[Greenbuilding] attic insulation in Seattle house

Erin Rasmussen erin at trmiles.com
Sat Nov 12 14:10:15 PST 2011


Well I live in Portland, and I used rolls of insulation instead of blowing
it in (actually, I was fixing a previous attempt and adding insulation) and
I found that restoring the flow of soffit ventilation really helped my
house. It had been blocked intentionally, but then when I did a better job
of sealing barrier between the living space and the attic space, and
restoring the airflow from under the eaves out through the attic ventilation
it solved a lot of humidity problems I'd been having in the floor of the
house, and along the walls on the ground floor , and the air felt warmer,
and less stuffy in the living areas over all.

 

My house is a different vintage, but I think that the house was originally
designed for natural draft ventilation has a lot to do with it. 

Erin 

 

From: greenbuilding-bounces at lists.bioenergylists.org
[mailto:greenbuilding-bounces at lists.bioenergylists.org] On Behalf Of Sacie
Lambertson
Sent: Thursday, November 10, 2011 6:14 PM
To: Greenbuilding
Cc: Dan
Subject: [Greenbuilding] attic insulation in Seattle house

 

All, I would appreciate advice.  I am going to Seattle to help our son
install insulation in an unconditioned attic in a 1906 house that has been
completely upgraded with insulation everywhere except the attic.  (As an
aside, I was amazed to find in Seattle NO pre-50s houses on the market had
attic insulation and most had none in the walls either--pretty amazing).

We plan to carefully seal any openings between the conditioned space below
and the attic, then blow in however much cellulose we need.

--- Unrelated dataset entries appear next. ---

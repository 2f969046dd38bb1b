pub mod openai;
pub mod types;

use crate::error::AppError;
use crate::generation::GenerationRequest;
use crate::log::LogAggregator;

pub use openai::OpenAiClient;

/// Remote model that turns a request into the full response text.
///
/// Called from a generation worker thread and allowed to block. `log` is the
/// calling task's handle; progress written there shows up in the live log.
pub trait ChatClient: Send + Sync {
    fn generate(&self, request: &GenerationRequest, log: &LogAggregator)
        -> Result<String, AppError>;
}
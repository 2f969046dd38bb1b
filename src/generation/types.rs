use serde::{Deserialize, Serialize};

use crate::config::DEFAULT_SYSTEM_PROMPT;

pub const CONNECTION_CHECK_QUERY: &str = "Plot a sine function";

#[derive(Debug, Clone, PartialEq, Eq, Serialize, Deserialize)]
pub struct GenerationRequest {
    pub query: String,
    pub system_prompt: String,
    pub model: String,
}

impl GenerationRequest {
    /// Fixed request that exercises the endpoint and the runner end to end.
    /// Always uses the built-in prompt, whatever the config says.
    pub fn connection_check(model: impl Into<String>) -> Self {
        Self {
            query: CONNECTION_CHECK_QUERY.into(),
            system_prompt: DEFAULT_SYSTEM_PROMPT.into(),
            model: model.into(),
        }
    }
}

#[derive(Debug, Clone, Copy, PartialEq, Eq, Serialize)]
#[serde(rename_all = "snake_case")]
pub enum GenerationPhase {
    Created,
    /// Waiting on the remote model.
    Calling,
    /// Removing code fences from the response.
    Cleaning,
    Done,
}
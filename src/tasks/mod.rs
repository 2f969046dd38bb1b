pub mod types;

use std::sync::Arc;

use parking_lot::Mutex;
use tokio_util::sync::CancellationToken;

use types::{TaskId, TaskKind, TaskState};

/// Shared view of one background task.
///
/// The supervisor keeps one clone, the worker thread the other. State
/// changes go through [`TaskHandle::transition`] so illegal moves are
/// refused instead of silently applied.
#[derive(Clone)]
pub struct TaskHandle {
    inner: Arc<Inner>,
}

struct Inner {
    id: TaskId,
    kind: TaskKind,
    state: Mutex<TaskState>,
    token: CancellationToken,
}

impl TaskHandle {
    pub fn new(kind: TaskKind) -> Self {
        Self {
            inner: Arc::new(Inner {
                id: TaskId::new(),
                kind,
                state: Mutex::new(TaskState::Pending),
                token: CancellationToken::new(),
            }),
        }
    }

    pub fn id(&self) -> TaskId {
        self.inner.id
    }

    pub fn kind(&self) -> TaskKind {
        self.inner.kind
    }

    pub fn state(&self) -> TaskState {
        *self.inner.state.lock()
    }

    pub fn is_cancelled(&self) -> bool {
        self.inner.token.is_cancelled()
    }

    pub fn transition(&self, next: TaskState) -> bool {
        let mut state = self.inner.state.lock();
        let current = *state;
        if !current.can_transition_to(next) {
            tracing::debug!(
                task = %self.inner.id,
                from = ?current,
                to = ?next,
                "ignored task state transition"
            );
            return false;
        }
        tracing::debug!(task = %self.inner.id, kind = %self.inner.kind, from = ?current, to = ?next, "task state");
        *state = next;
        true
    }

    /// Request cancellation. Returns true if the task was still active.
    pub fn cancel(&self) -> bool {
        let mut state = self.inner.state.lock();
        self.inner.token.cancel();
        match *state {
            TaskState::Pending | TaskState::Running => {
                *state = TaskState::Canceling;
                true
            }
            TaskState::Canceling => true,
            _ => false,
        }
    }

    /// Run `publish` and mark the task completed, unless cancellation won.
    ///
    /// The check and the hand-off happen under the state lock, so once
    /// `cancel` has returned nothing can be published any more.
    pub fn complete_with<F: FnOnce()>(&self, publish: F) -> bool {
        let mut state = self.inner.state.lock();
        if self.inner.token.is_cancelled() || *state != TaskState::Running {
            return false;
        }
        publish();
        *state = TaskState::Completed;
        true
    }
}
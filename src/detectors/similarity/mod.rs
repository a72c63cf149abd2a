//! Embedding similarity between candidate tests.
//!
//! All missing vectors are fetched in one batch, then every unordered pair is
//! scored with cosine similarity. Pairs at or above the threshold are kept
//! together with a template recommendation.

use rayon::prelude::*;
use tracing::{debug, info};

use crate::core::errors::{Result, SuiteError};
use crate::core::model::{Language, SimilarityPair, TestCase};
use crate::providers::EmbeddingProvider;

/// Scores are rounded to this many decimal places.
const SCORE_DECIMALS: i32 = 6;

pub struct SimilarityAnalyzer {
    threshold: f64,
}

impl SimilarityAnalyzer {
    pub fn new(threshold: f64) -> Self {
        Self {
            threshold: threshold.clamp(0.0, 1.0),
        }
    }

    pub fn threshold(&self) -> f64 {
        self.threshold
    }

    /// Embed and compare the candidates.
    ///
    /// Fewer than two tests never reach the provider; tests that already
    /// carry a vector are not re-embedded.
    pub async fn analyze(
        &self,
        candidates: &[TestCase],
        provider: &dyn EmbeddingProvider,
    ) -> Result<Vec<SimilarityPair>> {
        if candidates.len() < 2 {
            return Ok(Vec::new());
        }

        let missing: Vec<usize> = candidates
            .iter()
            .enumerate()
            .filter(|(_, test)| test.embedding_vector.is_none())
            .map(|(index, _)| index)
            .collect();

        let mut vectors: Vec<Option<Vec<f32>>> =
            candidates.iter().map(|t| t.embedding_vector.clone()).collect();

        if !missing.is_empty() {
            let texts: Vec<String> = missing.iter().map(|&i| candidates[i].embedding_text()).collect();
            debug!("Embedding {} tests with {}", texts.len(), provider.name());
            let fetched = provider.embed(&texts).await?;
            if fetched.len() != texts.len() {
                return Err(SuiteError::provider(
                    provider.name(),
                    format!("Expected {} vectors, received {}", texts.len(), fetched.len()),
                ));
            }
            for (index, vector) in missing.into_iter().zip(fetched) {
                vectors[index] = Some(vector);
            }
        }

        let vectors: Vec<Vec<f32>> = vectors.into_iter().flatten().collect();
        validate_vectors(provider.name(), &vectors)?;
        Ok(self.pairs_from_vectors(candidates, &vectors))
    }

    /// Score all pairs given one vector per candidate.
    pub fn pairs_from_vectors(&self, candidates: &[TestCase], vectors: &[Vec<f32>]) -> Vec<SimilarityPair> {
        let count = candidates.len().min(vectors.len());
        let mut pairs: Vec<SimilarityPair> = (0..count)
            .into_par_iter()
            .flat_map_iter(|i| {
                ((i + 1)..count).filter_map(move |j| {
                    let score = cosine_similarity(&vectors[i], &vectors[j]);
                    (score >= self.threshold).then(|| build_pair(&candidates[i], &candidates[j], score))
                })
            })
            .collect();

        pairs.sort_by(|a, b| {
            b.score
                .total_cmp(&a.score)
                .then_with(|| a.test_id_a.cmp(&b.test_id_a))
                .then_with(|| a.test_id_b.cmp(&b.test_id_b))
        });
        info!("Found {} similar pairs at threshold {:.2}", pairs.len(), self.threshold);
        pairs
    }
}

fn validate_vectors(provider: &str, vectors: &[Vec<f32>]) -> Result<()> {
    let Some(first) = vectors.first() else {
        return Ok(());
    };
    let dimension = first.len();
    if dimension == 0 {
        return Err(SuiteError::provider(provider, "Received zero-dimension vectors"));
    }
    for vector in vectors {
        if vector.len() != dimension {
            return Err(SuiteError::provider(
                provider,
                format!("Vector dimensions differ: {} vs {}", dimension, vector.len()),
            ));
        }
        if vector.iter().any(|v| !v.is_finite()) {
            return Err(SuiteError::provider(provider, "Received non-finite vector values"));
        }
    }
    Ok(())
}

/// Cosine similarity clamped to [0, 1] and rounded.
///
/// Zero-norm vectors score 0. The value is symmetric in its arguments.
pub fn cosine_similarity(a: &[f32], b: &[f32]) -> f64 {
    let (mut dot, mut norm_a, mut norm_b) = (0.0f64, 0.0f64, 0.0f64);
    for (&x, &y) in a.iter().zip(b) {
        let (x, y) = (f64::from(x), f64::from(y));
        dot += x * y;
        norm_a += x * x;
        norm_b += y * y;
    }
    if norm_a == 0.0 || norm_b == 0.0 {
        return 0.0;
    }

    let raw = dot / (norm_a.sqrt() * norm_b.sqrt());
    let factor = 10f64.powi(SCORE_DECIMALS);
    ((raw.clamp(0.0, 1.0)) * factor).round() / factor
}

fn build_pair(first: &TestCase, second: &TestCase, score: f64) -> SimilarityPair {
    let (a, b) = if first.id <= second.id {
        (first, second)
    } else {
        (second, first)
    };

    let (recommendation, example_code) = if score >= 0.9 {
        ("Tests are nearly identical; remove the duplicate".to_string(), None)
    } else if score >= 0.8 {
        let recommendation = match a.language {
            Language::Python => "Combine using parametrization with @pytest.mark.parametrize",
            Language::JavaScript | Language::TypeScript => "Combine using parametrization with test.each",
        };
        (recommendation.to_string(), Some(parametrize_example(a, b)))
    } else {
        ("Consider consolidating or making the tests more distinct".to_string(), None)
    };

    SimilarityPair {
        test_id_a: a.id.clone(),
        test_id_b: b.id.clone(),
        score,
        recommendation,
        example_code,
    }
}

/// Shared prefix of two test names, without the `test_` marker.
fn common_base_name(a: &str, b: &str) -> String {
    let a = a.strip_prefix("test_").unwrap_or(a);
    let b = b.strip_prefix("test_").unwrap_or(b);
    let common: String = a
        .chars()
        .zip(b.chars())
        .take_while(|(x, y)| x == y)
        .map(|(x, _)| x)
        .collect();
    let trimmed = common.trim_end_matches(['_', ' ', '-']);
    if trimmed.is_empty() {
        "combined".to_string()
    } else {
        trimmed.to_string()
    }
}

fn parametrize_example(a: &TestCase, b: &TestCase) -> String {
    let base = common_base_name(&a.name, &b.name);
    match a.language {
        Language::Python => format!(
            "@pytest.mark.parametrize(\"case\", [\n    \"case_1\",  # from {}\n    \"case_2\",  # from {}\n])\ndef test_{}(case):\n    # shared test logic\n    ...",
            a.name, b.name, base
        ),
        Language::JavaScript | Language::TypeScript => format!(
            "test.each([\n  ['case_1'], // from {}\n  ['case_2'], // from {}\n])('{} %s', (testCase) => {{\n  // shared test logic\n}});",
            a.name, b.name, base
        ),
    }
}

#[cfg(test)]
mod tests;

J. Listiburek is quite adamant about the need for a wash of air via
continuous soffit ventilation when insulating this way.  But no one in the
Seattle marine climate has continuous soffits vents.  What is our
alternative?  What else should we be concerned about?  Ice dams btw are not
a problem in Seattle.

L. doesn't like one to store anything in the attic either, but if one has
walk-in space up there, why not?  What are the considerations here?